= Liberalism in Cuba =

This article gives an overview of liberalism in Cuba. It is limited to liberal parties with substantial support, mainly proved by having had a representation in parliament. The sign ⇒ means a reference to another party in that scheme. For inclusion in this scheme it isn't necessary so that parties labeled themselves as a liberal party.

==Introduction==
From the founding of the Republic in 1902 to the Cuban Revolution of 1933, the Cuban Liberal Party held the presidency on numerous occasions.

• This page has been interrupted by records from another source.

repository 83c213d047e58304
//! Configuration file for the `tax-engine` binary.
//!
//! Every section is optional:
//!
//! ```toml
//! [database]
//! backend = "sqlite"
//! connection_string = "rates.db"
//! seed = false
//!
//! [logging]
//! level = "debug"
//! file = "tax-engine.log"
//!
//! [engine.brackets]
//! default_schedule = "PAYE"
//!
//! [[engine.levies]]
//! name = "AIDS Levy"
//! rate = "0.03"
//! ```

use std::fs;
use std::path::{Path, PathBuf};

use anyhow::{Context, Result};
use serde::{Deserialize, Serialize};
use tax_core::config::EngineConfig;
use tax_core::db::DbConfig;
use tracing::debug;

#[derive(Debug, Clone, Default, PartialEq, Eq, Serialize, Deserialize)]
#[serde(default)]
pub struct LoggingConfig {
    /// Log filter directive; `RUST_LOG` applies when unset.
    pub level: Option<String>,
    /// File the log is appended to, besides stderr.
    pub file: Option<PathBuf>,
}

#[derive(Debug, Clone, Default, PartialEq, Eq, Serialize, Deserialize)]
#[serde(default)]
pub struct CliConfig {
    pub database: DbConfig,
    pub logging: LoggingConfig,
    pub engine: EngineConfig,
}

impl CliConfig {
    /// Parses and validates a TOML document.
    pub fn from_toml_str(raw: &str) -> Result<Self> {
        let config: Self = toml::from_str(raw).context("invalid configuration")?;
        config
            .engine
            .validate()
            .context("invalid engine configuration")?;
        Ok(config)
    }

    pub fn load(path: &Path) -> Result<Self> {
        let raw = fs::read_to_string(path)
            .with_context(|| format!("Failed to read config: {}", path.display()))?;
        let config = Self::from_toml_str(&raw)
            .with_context(|| format!("Failed to load config: {}", path.display()))?;
        debug!(path = %path.display(), "Loaded configuration");
        Ok(config)
    }

    /// [`CliConfig::load`] when a path is given, the defaults otherwise.
    pub fn load_or_default(path: Option<&Path>) -> Result<Self> {
        match path {
            Some(path) => Self::load(path),
            None => Ok(Self::default()),
        }
    }
}

#[cfg(test)]
mod tests {
    use pretty_assertions::assert_eq;
    use rust_decimal_macros::dec;
    use tax_core::Levy;

    use super::*;

    #[test]
    fn empty_document_gives_defaults() {
        let config = CliConfig::from_toml_str("").unwrap();

        assert_eq!(config, CliConfig::default());
        assert_eq!(config.database.backend, "sqlite");
        assert_eq!(config.engine.levies, vec![Levy::aids_levy()]);
    }

    #[test]
    fn sections_override_defaults() {
        let config = CliConfig::from_toml_str(
            r#"
            [database]
            connection_string = "rates.db"
            seed = false

            [logging]
            level = "debug"

            [engine.rates]
            default_rate = "0.05"

            [engine.brackets]
            contiguity_tolerance = "0"
            "#,
        )
        .unwrap();

        assert_eq!(config.database.connection_string, "rates.db");
        assert!(!config.database.seed);
        assert_eq!(config.logging.level.as_deref(), Some("debug"));
        assert_eq!(config.logging.file, None);
        assert_eq!(config.engine.rates.default_rate, dec!(0.05));
        assert_eq!(config.engine.brackets.contiguity_tolerance, dec!(0));
        assert_eq!(config.engine.brackets.default_schedule, "PAYE");
    }

    #[test]
    fn levies_can_be_replaced() {
        let config = CliConfig::from_toml_str(
            r#"
            [[engine.levies]]
            name = "Health Levy"
            rate = "0.01"
            "#,
        )
        .unwrap();

        assert_eq!(config.engine.levies, vec![Levy::new("Health Levy", dec!(0.01))]);
    }

    #[test]
    fn invalid_engine_settings_are_rejected() {
        let err = CliConfig::from_toml_str(
            r#"
            [engine.brackets]
            contiguity_tolerance = "-1"
            "#,
        )
        .unwrap_err();

        assert_eq!(err.to_string(), "invalid engine configuration");
    }

    #[test]
    fn malformed_toml_is_rejected() {
        assert!(CliConfig::from_toml_str("[database").is_err());
    }

    #[test]
    fn missing_file_names_the_path() {
        let err = CliConfig::load(Path::new("/nonexistent/tax-engine.toml")).unwrap_err();

        assert!(err.to_string().contains("/nonexistent/tax-engine.toml"));
    }
}
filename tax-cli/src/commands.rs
//! Subcommands of the `tax-engine` binary.
//!
//! Scalar computations take their figures as arguments. Computations over a
//! set of named figures read a JSON object from `--input` or standard input;
//! missing or non-numeric figures count as zero. Every command answers with
//! a JSON value whose monetary amounts are rounded to cents.

use std::fs;
use std::io::{self, Read};
use std::path::{Path, PathBuf};

use anyhow::{Context, Result};
use clap::{Args, Subcommand};
use rust_decimal::Decimal;
use serde::de::DeserializeOwned;
use serde_json::{Value, json};
use tax_core::calculations::ProgressiveTaxCalculator;
use tax_core::calculations::common::round_half_up;
use tax_core::calculations::computations::{
    CapitalAllowanceInput, CorporateIncomeInput, ImportedServicesInput, IncomeAdjustmentInput,
    IndividualIncomeInput, PayeInput, Sector, VatDefermentInput, WithholdingKind,
};
use tax_core::{CompositeRequest, TaxEngine};

#[derive(Debug, Args)]
pub struct InputArgs {
    /// JSON file with the figures. Reads standard input when omitted or `-`.
    #[arg(short, long)]
    pub input: Option<PathBuf>,
}

impl InputArgs {
    pub fn from_path(path: impl Into<PathBuf>) -> Self {
        Self {
            input: Some(path.into()),
        }
    }

    pub fn read<T: DeserializeOwned>(&self) -> Result<T> {
        let raw = match self.input.as_deref() {
            Some(path) if path != Path::new("-") => fs::read_to_string(path)
                .with_context(|| format!("Failed to read input: {}", path.display()))?,
            _ => {
                let mut buf = String::new();
                io::stdin()
                    .read_to_string(&mut buf)
                    .context("Failed to read standard input")?;
                buf
            }
        };
        parse_input(&raw)
    }
}

/// Parses a JSON input document. Blank input reads as `{}`.
pub fn parse_input<T: DeserializeOwned>(raw: &str) -> Result<T> {
    let trimmed = raw.trim();
    let document = if trimmed.is_empty() { "{}" } else { trimmed };
    serde_json::from_str(document).context("Input is not a valid JSON object for this command")
}

#[derive(Debug, Subcommand)]
pub enum Command {
    /// Show the rate in effect for a category and where it came from.
    Rate { category: String },

    /// Flat tax on an amount at a category's rate.
    Flat {
        category: String,
        #[arg(allow_negative_numbers = true)]
        amount: Decimal,
    },

    /// Progressive tax on a base under a bracket schedule, band by band.
    Progressive {
        #[arg(allow_negative_numbers = true)]
        base: Decimal,

        /// Schedule name; the configured default schedule when omitted.
        #[arg(short, long)]
        schedule: Option<String>,
    },

    /// Configured secondary levies on a primary tax.
    Levies {
        #[arg(allow_negative_numbers = true)]
        primary_tax: Decimal,
    },

    /// Individual income tax: income, exemptIncome, deductions.
    Individual(InputArgs),

    /// Monthly PAYE on salary, benefits and reductions.
    Paye(InputArgs),

    /// Corporate income tax: profits, deductions, nonDeductible, recoupments.
    Corporate(InputArgs),

    /// Corporate income tax on a full profit-and-loss submission.
    Comprehensive(InputArgs),

    /// Taxable base of a profit-and-loss submission, with every aggregate.
    Composite(InputArgs),

    /// VAT on a supply value.
    Vat {
        #[arg(allow_negative_numbers = true)]
        amount: Decimal,
    },

    /// VAT on imported services: value, marketValue, isMarketValue.
    ImportedVat(InputArgs),

    /// Withholding tax on royalties, fees, interest or tenders.
    Withholding {
        kind: WithholdingKind,
        #[arg(allow_negative_numbers = true)]
        value: Decimal,
    },

    /// Sector tax for agriculture, insurance, financial or healthcare.
    Sector {
        sector: Sector,
        #[arg(allow_negative_numbers = true)]
        value: Decimal,
    },

    /// Capital allowances on qualifyingAssets at allowanceRate.
    Allowances(InputArgs),

    /// Taxable income after reliefs: taxableIncome, reliefs.
    Relief(InputArgs),

    /// Taxable income after credits: taxableIncome, credits.
    Credits(InputArgs),

    /// VAT deferment eligibility: equipmentValue, threshold.
    Deferment(InputArgs),

    /// List the loaded bracket schedules and check their stored constants.
    Schedules,
}

impl Command {
    pub fn execute(
        &self,
        engine: &TaxEngine<'_>,
    ) -> Result<Value> {
        let value = match self {
            Command::Rate { category } => {
                let resolved = engine.resolve_rate(category);
                json!({
                    "category": category,
                    "rate": resolved.rate,
                    "source": resolved.source,
                })
            }
            Command::Flat { category, amount } => {
                serde_json::to_value(engine.compute_flat_tax_detailed(*amount, category).rounded())?
            }
            Command::Progressive { base, schedule } => {
                let name = schedule
                    .clone()
                    .unwrap_or_else(|| engine.tables().config().brackets.default_schedule.clone());
                let result = engine.compute_schedule_tax_detailed(*base, &name)?;
                json!({
                    "schedule": name,
                    "effective_rate": result.effective_rate().round_dp(6),
                    "result": result.rounded(),
                })
            }
            Command::Levies { primary_tax } => {
                serde_json::to_value(engine.apply_snapshot_levies(*primary_tax).rounded())?
            }
            Command::Individual(input) => {
                let input: IndividualIncomeInput = input.read()?;
                serde_json::to_value(engine.individual_income_tax(&input)?.rounded())?
            }
            Command::Paye(input) => {
                let input: PayeInput = input.read()?;
                serde_json::to_value(engine.paye(&input)?.rounded())?
            }
            Command::Corporate(input) => {
                let input: CorporateIncomeInput = input.read()?;
                serde_json::to_value(engine.corporate_income_tax(&input).rounded())?
            }
            Command::Comprehensive(input) => {
                let request: CompositeRequest = input.read()?;
                let result = engine.comprehensive_corporate_tax(&request.into_input());
                serde_json::to_value(result.rounded())?
            }
            Command::Composite(input) => {
                let request: CompositeRequest = input.read()?;
                let outcome = engine.aggregate_composite(&request.into_input());
                json!({
                    "taxable_base": round_half_up(outcome.taxable_base),
                    "breakdown": outcome.breakdown.rounded(),
                })
            }
            Command::Vat { amount } => serde_json::to_value(engine.vat_on_supplies(*amount).rounded())?,
            Command::ImportedVat(input) => {
                let input: ImportedServicesInput = input.read()?;
                serde_json::to_value(engine.vat_on_imported_services(&input).rounded())?
            }
            Command::Withholding { kind, value } => {
                serde_json::to_value(engine.withholding_tax(*kind, *value).rounded())?
            }
            Command::Sector { sector, value } => {
                serde_json::to_value(engine.sector_tax(*sector, *value).rounded())?
            }
            Command::Allowances(input) => {
                let input: CapitalAllowanceInput = input.read()?;
                serde_json::to_value(engine.capital_allowances(&input)?)?
            }
            Command::Relief(input) | Command::Credits(input) => {
                let input: IncomeAdjustmentInput = input.read()?;
                serde_json::to_value(engine.adjust_income(&input))?
            }
            Command::Deferment(input) => {
                let input: VatDefermentInput = input.read()?;
                serde_json::to_value(engine.vat_deferment(&input)?)?
            }
            Command::Schedules => schedules(engine)?,
        };
        Ok(value)
    }
}

fn schedules(engine: &TaxEngine<'_>) -> Result<Value> {
    let tables = engine.tables();
    let mut report = Vec::new();

    for name in tables.schedule_names() {
        let table = tables.schedule(name)?;
        let discrepancies =
            ProgressiveTaxCalculator::new(table).subtraction_constant_discrepancies();
        report.push(json!({
            "name": name,
            "bands": table.len(),
            "threshold": table.threshold(),
            "progressive": table.is_progressive(),
            "constant_discrepancies": discrepancies,
        }));
    }

    Ok(Value::Array(report))
}
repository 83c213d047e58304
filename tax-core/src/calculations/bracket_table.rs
//! Validated progressive bracket tables.
//!
//! A [`BracketTable`] is built from stored [`Bracket`] rows and refuses to
//! exist unless the rows form one contiguous, non-overlapping sequence that
//! ends in a single unbounded band. A malformed table is a configuration
//! problem, so it is reported when the table is built rather than when a tax
//! is computed.
//!
//! # Contiguity
//!
//! Stored tables often start each band one cent above the previous band's
//! upper bound (`0–100`, `100.01–300`, ...). A gap no wider than the
//! tolerance passed to [`BracketTable::new`] is closed: the band is taxed
//! from the previous upper bound, so no income falls between bands.

use rust_decimal::Decimal;
use serde::{Deserialize, Serialize};
use thiserror::Error;

use crate::calculations::common::is_fraction;
use crate::models::Bracket;

/// Reasons a set of brackets cannot form a table.
#[derive(Debug, Error, PartialEq, Eq)]
pub enum BracketTableError {
    #[error("bracket table has no brackets")]
    Empty,

    #[error("bracket lower bound must be non-negative, got {0}")]
    NegativeLowerBound(Decimal),

    #[error("bracket starting at {lower} must end above its lower bound, got upper bound {upper}")]
    EmptyRange { lower: Decimal, upper: Decimal },

    #[error("marginal rate for bracket starting at {lower} must be between 0 and 1, got {rate}")]
    InvalidRate { lower: Decimal, rate: Decimal },

    #[error("bracket starting at {lower} overlaps the previous bracket ending at {previous_upper}")]
    Overlap {
        lower: Decimal,
        previous_upper: Decimal,
    },

    #[error("gap between {previous_upper} and {lower} exceeds the contiguity tolerance {tolerance}")]
    Gap {
        previous_upper: Decimal,
        lower: Decimal,
        tolerance: Decimal,
    },

    #[error("unbounded bracket starting at {0} is not the last bracket")]
    UnboundedNotLast(Decimal),

    #[error("last bracket must have no upper bound")]
    MissingUnboundedTail,
}

/// One band of a validated table.
#[derive(Debug, Clone, PartialEq, Eq, Serialize, Deserialize)]
pub struct TaxBand {
    /// Where income starts being taxed in this band. Equal to the previous
    /// band's upper bound, or the stored lower bound for the first band.
    pub lower: Decimal,

    /// `None` for the top band.
    pub upper: Option<Decimal>,

    pub marginal_rate: Decimal,

    /// The row as stored.
    pub source: Bracket,
}

/// An ordered, validated set of bands.
#[derive(Debug, Clone, PartialEq, Eq)]
pub struct BracketTable {
    bands: Vec<TaxBand>,
}

impl BracketTable {
    /// Validates and orders `brackets`.
    ///
    /// Rows may be supplied in any order; they are sorted by lower bound.
    /// A negative `tolerance` is treated as zero.
    ///
    /// # Errors
    ///
    /// Returns [`BracketTableError`] if the table is empty, a row has a
    /// negative lower bound, an empty range or a rate outside `[0, 1]`,
    /// rows overlap, a gap exceeds `tolerance`, or the table does not end in
    /// exactly one unbounded band.
    pub fn new(
        mut brackets: Vec<Bracket>,
        tolerance: Decimal,
    ) -> Result<Self, BracketTableError> {
        if brackets.is_empty() {
            return Err(BracketTableError::Empty);
        }
        let tolerance = tolerance.max(Decimal::ZERO);

        for bracket in &brackets {
            validate_row(bracket)?;
        }

        brackets.sort_by(|a, b| a.lower_bound.cmp(&b.lower_bound));

        let mut bands: Vec<TaxBand> = Vec::with_capacity(brackets.len());
        for bracket in brackets {
            let lower = match bands.last() {
                None => bracket.lower_bound,
                Some(previous) => {
                    let previous_upper = previous
                        .upper
                        .ok_or(BracketTableError::UnboundedNotLast(previous.lower))?;
                    if bracket.lower_bound < previous_upper {
                        return Err(BracketTableError::Overlap {
                            lower: bracket.lower_bound,
                            previous_upper,
                        });
                    }
                    if bracket.lower_bound - previous_upper > tolerance {
                        return Err(BracketTableError::Gap {
                            previous_upper,
                            lower: bracket.lower_bound,
                            tolerance,
                        });
                    }
                    previous_upper
                }
            };

            bands.push(TaxBand {
                lower,
                upper: bracket.upper_bound,
                marginal_rate: bracket.marginal_rate,
                source: bracket,
            });
        }

        if bands.last().is_some_and(|band| band.upper.is_some()) {
            return Err(BracketTableError::MissingUnboundedTail);
        }

        Ok(Self { bands })
    }

    /// Bands in ascending order. Never empty; the last band is unbounded.
    pub fn bands(&self) -> &[TaxBand] {
        &self.bands
    }

    pub fn len(&self) -> usize {
        self.bands.len()
    }

    pub fn is_empty(&self) -> bool {
        self.bands.is_empty()
    }

    /// Where taxation starts (the first band's lower bound).
    pub fn threshold(&self) -> Decimal {
        self.bands.first().map_or(Decimal::ZERO, |band| band.lower)
    }

    /// True when marginal rates never decrease from one band to the next.
    ///
    /// Not required for a valid table, but expected of real schedules.
    pub fn is_progressive(&self) -> bool {
        self.bands
            .windows(2)
            .all(|pair| pair[0].marginal_rate <= pair[1].marginal_rate)
    }

    /// The band containing `income`, treating each band as `(lower, upper]`.
    pub fn band_for(
        &self,
        income: Decimal,
    ) -> Option<&TaxBand> {
        if income <= self.threshold() {
            return self.bands.first();
        }
        self.bands
            .iter()
            .find(|band| income > band.lower && band.upper.is_none_or(|upper| income <= upper))
    }
}

fn validate_row(bracket: &Bracket) -> Result<(), BracketTableError> {
    if bracket.lower_bound < Decimal::ZERO {
        return Err(BracketTableError::NegativeLowerBound(bracket.lower_bound));
    }
    if let Some(upper) = bracket.upper_bound {
        if upper <= bracket.lower_bound {
            return Err(BracketTableError::EmptyRange {
                lower: bracket.lower_bound,
                upper,
            });
        }
    }
    if !is_fraction(bracket.marginal_rate) {
        return Err(BracketTableError::InvalidRate {
            lower: bracket.lower_bound,
            rate: bracket.marginal_rate,
        });
    }
    Ok(())
}
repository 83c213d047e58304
//! Helpers shared by the calculators.
//!
//! Amounts that add up to more than a [`Decimal`] can hold saturate at
//! [`Decimal::MAX`] (or [`Decimal::MIN`]) instead of overflowing, so every
//! computation over user-supplied figures returns a value.

use rust_decimal::{Decimal, RoundingStrategy};

/// Number of decimal places used when presenting monetary amounts.
pub const PRESENTATION_DP: u32 = 2;

/// Rounds a value to two decimal places, midpoints away from zero.
///
/// Only applied when presenting results. Calculators keep full precision
/// so rounding error does not compound across steps.
///
/// # Examples
///
/// ```
/// use rust_decimal_macros::dec;
/// use tax_core::calculations::common::round_half_up;
///
/// assert_eq!(round_half_up(dec!(123.454)), dec!(123.45));
/// assert_eq!(round_half_up(dec!(123.455)), dec!(123.46));
/// assert_eq!(round_half_up(dec!(-123.455)), dec!(-123.46));
/// ```
pub fn round_half_up(value: Decimal) -> Decimal {
    value.round_dp_with_strategy(PRESENTATION_DP, RoundingStrategy::MidpointAwayFromZero)
}

/// Clamps negative values to zero.
///
/// Taxable bases and liabilities are never negative.
///
/// ```
/// use rust_decimal_macros::dec;
/// use tax_core::calculations::common::non_negative;
///
/// assert_eq!(non_negative(dec!(-5)), dec!(0));
/// assert_eq!(non_negative(dec!(5)), dec!(5));
/// ```
pub fn non_negative(value: Decimal) -> Decimal {
    value.max(Decimal::ZERO)
}

/// Sums `values`, saturating at the bounds of [`Decimal`].
///
/// ```
/// use rust_decimal::Decimal;
/// use rust_decimal_macros::dec;
/// use tax_core::calculations::common::saturating_sum;
///
/// assert_eq!(saturating_sum([dec!(1.5), dec!(2)]), dec!(3.5));
/// assert_eq!(saturating_sum([Decimal::MAX, Decimal::MAX]), Decimal::MAX);
/// ```
pub fn saturating_sum(values: impl IntoIterator<Item = Decimal>) -> Decimal {
    values
        .into_iter()
        .fold(Decimal::ZERO, |total, value| total.saturating_add(value))
}

/// Returns true when `rate` is a fraction in `[0, 1]`.
pub fn is_fraction(rate: Decimal) -> bool {
    rate >= Decimal::ZERO && rate <= Decimal::ONE
}
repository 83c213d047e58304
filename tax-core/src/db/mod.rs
pub mod factory;
pub mod repository;

pub use factory::{DbConfig, RepositoryFactory, RepositoryRegistry};
pub use repository::{RepositoryError, TaxRepository};
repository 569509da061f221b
//! Configuration error module.
//!
//! This module defines error types that may occur during configuration loading,
//! parsing, and validation operations.

use std::path::PathBuf;
use thiserror::Error;

/// Errors that can occur during configuration operations.
#[derive(Error, Debug)]
pub enum ConfigError {
    /// Error when the configuration file is missing.
    #[error("Configuration file not found: {0}")]
    FileNotFound(PathBuf),

    /// Error when parsing the configuration file.
    #[error("Failed to parse configuration file: {0}")]
    ParseError(String),

    /// Error when validating the configuration.
    #[error("Configuration validation error: {0}")]
    ValidationError(String),

    /// Error when a configuration value is out of the valid range.
    #[error("Configuration value {key} is out of valid range: {message}")]
    ValueOutOfRange {
        /// The key of the invalid value
        key: String,
        /// Description of the valid range
        message: String,
    },
}
//! Logging initialization.
//!
//! Installs a global `tracing` subscriber. `RUST_LOG` takes precedence over
//! the configured level. Output goes to stderr so that command output on
//! stdout stays clean.

use tracing_subscriber::EnvFilter;

use crate::config::LogConfig;
use crate::error::{AppError, AppResult};

/// Build the filter directive: `RUST_LOG` if set and valid, the configured level otherwise.
fn env_filter(config: &LogConfig) -> EnvFilter {
    EnvFilter::try_from_default_env().unwrap_or_else(|_| EnvFilter::new(&config.level))
}

/// Initialize the logging system.
pub fn init_logging(config: &LogConfig) -> AppResult<()> {
    let builder = tracing_subscriber::fmt()
        .with_env_filter(env_filter(config))
        .with_writer(std::io::stderr)
        .with_target(false);

    let result = if config.json {
        builder.json().try_init()
    } else {
        builder.try_init()
    };

    result.map_err(|e| AppError::Custom(format!("Failed to set global tracing subscriber: {e}")))
}

#[cfg(test)]
mod tests {
    use super::*;

    #[test]
    fn test_env_filter_uses_configured_level() {
        // Only meaningful when RUST_LOG is not set in the test environment
        if std::env::var_os("RUST_LOG").is_none() {
            let config = LogConfig {
                level: "warn".to_string(),
                json: false,
            };
            assert_eq!(env_filter(&config).to_string(), "warn");
        }
    }
}
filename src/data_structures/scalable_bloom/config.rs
// Copyright (c) 2025 Scalable Bloom Authors
//
// Licensed under dual license:
// - MIT License (LICENSE-MIT or https://opensource.org/licenses/MIT)
// - Apache License, Version 2.0 (LICENSE-APACHE or https://www.apache.org/licenses/LICENSE-2.0)

//! Configuration for the Scalable Bloom Filter.

use crate::data_structures::scalable_bloom::error::{
    check_capacity_hint, check_false_positive_rate, check_tightening_ratio, Result,
};
use crate::data_structures::scalable_bloom::hash::HashSource;
use crate::data_structures::scalable_bloom::scalable::{
    ScalableBloomFilter, DEFAULT_CAPACITY_HINT, DEFAULT_TIGHTENING_RATIO,
};

/// Configuration for the Scalable Bloom Filter.
///
/// Values are checked when the filter is built, not when they are set.
#[derive(Debug, Clone, PartialEq)]
pub struct ScalableBloomFilterConfig {
    /// Number of items each generation is sized for
    capacity_hint: usize,

    /// False positive target of the first generation (0.0 to 1.0, exclusive)
    false_positive_rate: f64,

    /// Factor applied to the false positive target for each new generation
    tightening_ratio: f64,
}

impl ScalableBloomFilterConfig {
    /// Create a new default configuration.
    ///
    /// Default values:
    /// - capacity_hint: 10,000
    /// - false_positive_rate: 0.01 (1%)
    /// - tightening_ratio: 0.8
    pub fn new() -> Self {
        Self {
            capacity_hint: DEFAULT_CAPACITY_HINT,
            false_positive_rate: 0.01,
            tightening_ratio: DEFAULT_TIGHTENING_RATIO,
        }
    }

    /// Set the number of items each generation is sized for.
    ///
    /// An accurate value keeps the number of generations, and so the cost of
    /// a lookup, small.
    pub fn with_capacity_hint(mut self, capacity_hint: usize) -> Self {
        self.capacity_hint = capacity_hint;
        self
    }

    /// Set the false positive target of the first generation.
    pub fn with_false_positive_rate(mut self, false_positive_rate: f64) -> Self {
        self.false_positive_rate = false_positive_rate;
        self
    }

    /// Set the tightening ratio. `1.0` gives every generation the same target.
    pub fn with_tightening_ratio(mut self, tightening_ratio: f64) -> Self {
        self.tightening_ratio = tightening_ratio;
        self
    }

    pub fn capacity_hint(&self) -> usize {
        self.capacity_hint
    }

    pub fn false_positive_rate(&self) -> f64 {
        self.false_positive_rate
    }

    pub fn tightening_ratio(&self) -> f64 {
        self.tightening_ratio
    }

    /// Check every value without building a filter.
    pub fn validate(&self) -> Result<()> {
        check_capacity_hint(self.capacity_hint)?;
        check_false_positive_rate(self.false_positive_rate)?;
        check_tightening_ratio(self.tightening_ratio)
    }

    /// Build a filter with the default hash source.
    pub fn build(&self) -> Result<ScalableBloomFilter> {
        ScalableBloomFilter::new(
            self.capacity_hint,
            self.false_positive_rate,
            self.tightening_ratio,
        )
    }

    /// Build a filter that hashes with `hash`.
    pub fn build_with_hash_source<H: HashSource>(&self, hash: H) -> Result<ScalableBloomFilter<H>> {
        ScalableBloomFilter::with_hash_source(
            self.capacity_hint,
            self.false_positive_rate,
            self.tightening_ratio,
            hash,
        )
    }
}

impl Default for ScalableBloomFilterConfig {
    fn default() -> Self {
        Self::new()
    }
}
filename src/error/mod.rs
//! Error module for the Scalable Bloom application.
//!
//! Library code returns the narrow [`BloomFilterError`]; everything that
//! touches files, configuration, or the command line converts into
//! [`AppError`] through `?`.

use thiserror::Error;

use crate::data_structures::scalable_bloom::BloomFilterError;

pub mod config;

/// Result type alias used throughout the application.
pub type AppResult<T> = Result<T, AppError>;

/// Core error enum for the application.
#[derive(Error, Debug)]
pub enum AppError {
    /// Errors occurring during configuration loading or validation.
    #[error("Configuration error: {0}")]
    Config(#[from] config::ConfigError),

    /// Invalid filter parameters.
    #[error("Filter error: {0}")]
    Filter(#[from] BloomFilterError),

    /// IO errors that may occur during file operations.
    #[error("IO error: {0}")]
    Io(#[from] std::io::Error),

    /// Custom error with message for cases where specific error types are not defined.
    #[error("{0}")]
    Custom(String),
}
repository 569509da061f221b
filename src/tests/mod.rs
//! Test modules for the Scalable Bloom crate.
//!
//! This module contains the crate-internal testing infrastructure:
//! - Unit tests for configuration and error handling
//! - Property-based tests for the filter using proptest
//! - Test fixtures and utilities

pub mod scalable_bloom_tests;

// Re-export commonly used testing tools to simplify imports in test modules
pub use test_utils::{item_strategy, items_strategy, TestFixture};
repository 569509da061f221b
//! Filter configuration module.
//!
//! This module defines the sizing parameters of the scalable Bloom filter as
//! they appear in configuration files.

use super::{ConfigResult, Validate};
use crate::data_structures::scalable_bloom::{
    BloomFilterError, ScalableBloomFilterConfig, DEFAULT_CAPACITY_HINT, DEFAULT_TIGHTENING_RATIO,
};
use crate::error::config::ConfigError;
use serde::{Deserialize, Serialize};

/// Filter configuration.
#[derive(Debug, Clone, PartialEq, Serialize, Deserialize)]
pub struct FilterConfig {
    /// Number of items each generation is sized for
    pub capacity_hint: usize,

    /// False positive target of the first generation
    pub false_positive_rate: f64,

    /// Per-generation factor applied to the false positive target
    pub tightening_ratio: f64,
}

impl Default for FilterConfig {
    fn default() -> Self {
        Self {
            capacity_hint: DEFAULT_CAPACITY_HINT,
            false_positive_rate: 0.01,
            tightening_ratio: DEFAULT_TIGHTENING_RATIO,
        }
    }
}

impl FilterConfig {
    /// Convert into the library-level filter configuration.
    pub fn to_filter_config(&self) -> ScalableBloomFilterConfig {
        ScalableBloomFilterConfig::new()
            .with_capacity_hint(self.capacity_hint)
            .with_false_positive_rate(self.false_positive_rate)
            .with_tightening_ratio(self.tightening_ratio)
    }
}

impl Validate for FilterConfig {
    fn validate(&self) -> ConfigResult<()> {
        self.to_filter_config().validate().map_err(|e| {
            let key = match e {
                BloomFilterError::InvalidCapacityHint => "filter.capacity_hint",
                BloomFilterError::InvalidFalsePositiveRate(_) => "filter.false_positive_rate",
                BloomFilterError::InvalidTighteningRatio(_) => "filter.tightening_ratio",
            };
            ConfigError::ValueOutOfRange {
                key: key.to_string(),
                message: e.to_string(),
            }
        })
    }
}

Since the triumph of the Cuban Revolution of 1959, there have been three liberal parties in existence. Those parties are: the Liberal Democratic Party (Partido Liberal Democrático, observer LI), the Democratic Solidarity Party (Partido Solidaridad Democrática, observer LI) and the illegal Cuban Liberal Movement (Movimiento Liberal Cubano). In exile the Cuban Liberal Union (Unión Liberal Cubana, member LI) is active.

==The timeline==
===Cuban Revolutionary Party (PRC)===
- 1892: Left-wing classical liberals formed the Cuban Revolutionary Party (Partido Revolucionario Cubano), to fight for Cuban independence and liberal democracy.
- 1902: The PRC is dissolved.

===Liberal Party===
- 1902: The Liberal Party of Cuba was founded by many of those who had formerly been members of the PRC.
- 1908: The Independent Colored Party is formed, fighting for agrarian reform, democratic nationalism, and the civil rights of Black Cubans.
- 1925: The Liberal Party wins the elections with Gerardo Machado as their candidate.
- 1929: Machado runs for a second term by altering the Constitution, and is fraudulently elected. The Liberal Party splits between "machadistas" and those against Machado.
- 1933: The Revolution takes place, in which a group of students, the FEU, led by Ramón Grau San Martín, a Professor of Physiology at the University of Havana, seek to overthrow Machado, and later, the US backed provisional government of Carlos Manuel de Cespedes. Allying themselves with a group of soldiers led by Fulgencio Batista, the provisional government is overthrown and Grau is made President.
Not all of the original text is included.